Aus Berichten von armen Seelen im Fegfeuer wissen wir, daß diese Seelen für sich selbst nichts bewirken können als Sühne leisten für die begangenen Sünden.
Wir wissen nicht, wie die Gerechtigkeit des Herrn jesus Christus die abgestorbene Seele im Jenseits empfangen hat! Darum ist gut und richtig so viel wie möglich für die Seelen der Verstorbenen zu beten, zu büßen, hlg. Messen zu zelebrieren/zelebrieren zu lassen und Weihwasser zu spenden. Diese Almosen der Barmherzigkeit verkürzen den armen Seelen im Fegfeuer die Zeit der Reinigung – nicht unreines kann in das Himmel gelangen, spricht der Herr.
Fazit: egal WER verstorben ist: die abgestorbene Seele braucht IMMER unsere Hilfe! durch gebet, Buße, hlg. Messen, Weihwasserspenden. Sehr hilfreich sind auch die 30-heiligen-Messen oder Messnoven oder auch Gregorianische Messen für die verstorbene Seele!
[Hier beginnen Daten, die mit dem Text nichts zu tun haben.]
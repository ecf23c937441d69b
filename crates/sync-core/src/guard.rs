//! Re-entrancy guard for the two propagation directions.
//!
//! Writing into the session makes it emit its own change event, and replacing
//! the document text makes the host emit a document change. While a
//! propagation is in flight in one direction, further events for that same
//! direction are dropped.

use serde::Serialize;
use std::future::Future;
use std::sync::atomic::{AtomicBool, Ordering};

/// Direction of a propagation.
#[derive(Debug, Clone, Copy, PartialEq, Eq, Hash, Serialize)]
#[serde(rename_all = "camelCase")]
pub enum Direction {
    /// External document text pushed into the diagram session.
    ExternalToSession,
    /// Diagram session payload written back to the external document.
    SessionToExternal,
}

impl std::fmt::Display for Direction {
    fn fmt(&self, f: &mut std::fmt::Formatter<'_>) -> std::fmt::Result {
        match self {
            Direction::ExternalToSession => write!(f, "external->session"),
            Direction::SessionToExternal => write!(f, "session->external"),
        }
    }
}

/// Two independent in-flight flags, one per direction.
#[derive(Debug, Default)]
pub struct ChangeGuard {
    external_to_session: AtomicBool,
    session_to_external: AtomicBool,
}

/// Held while a propagation runs. Clears its flag when dropped, which also
/// covers errors, panics and cancelled futures.
#[must_use = "the guard is released as soon as the token is dropped"]
pub struct GuardToken<'a> {
    flag: &'a AtomicBool,
}

impl Drop for GuardToken<'_> {
    fn drop(&mut self) {
        self.flag.store(false, Ordering::Release);
    }
}

impl ChangeGuard {
    pub fn new() -> Self {
        Self::default()
    }

    fn flag(&self, direction: Direction) -> &AtomicBool {
        match direction {
            Direction::ExternalToSession => &self.external_to_session,
            Direction::SessionToExternal => &self.session_to_external,
        }
    }

    /// Whether a propagation is currently in flight for `direction`.
    pub fn is_held(&self, direction: Direction) -> bool {
        self.flag(direction).load(Ordering::Acquire)
    }

    /// Take the flag for `direction`, or `None` if it is already held.
    pub fn try_acquire(&self, direction: Direction) -> Option<GuardToken<'_>> {
        let flag = self.flag(direction);
        flag.compare_exchange(false, true, Ordering::AcqRel, Ordering::Acquire)
            .ok()
            .map(|_| GuardToken { flag })
    }

    /// Run `action` with the flag for `direction` held.
    ///
    /// Returns `None` without polling `action` if the flag is already held:
    /// the event is dropped, not queued.
    pub async fn run_guarded<F, T>(&self, direction: Direction, action: F) -> Option<T>
    where
        F: Future<Output = T>,
    {
        let _token = self.try_acquire(direction)?;
        Some(action.await)
    }
}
Besonders je mehr Verantwortung die abgestorbene Seele für andere Seelen auf Erden gehabt hat, z.B. Priester, Bischöfe, Päpste. Es fällt schwer sich vorzustellen, daß heute noch Päpste im Fegfeuer sich befinden, nach hunderten von Jahren!
Es gibt also sehr sehr viel zu tun für die armen Seelen im Fegfeuer!!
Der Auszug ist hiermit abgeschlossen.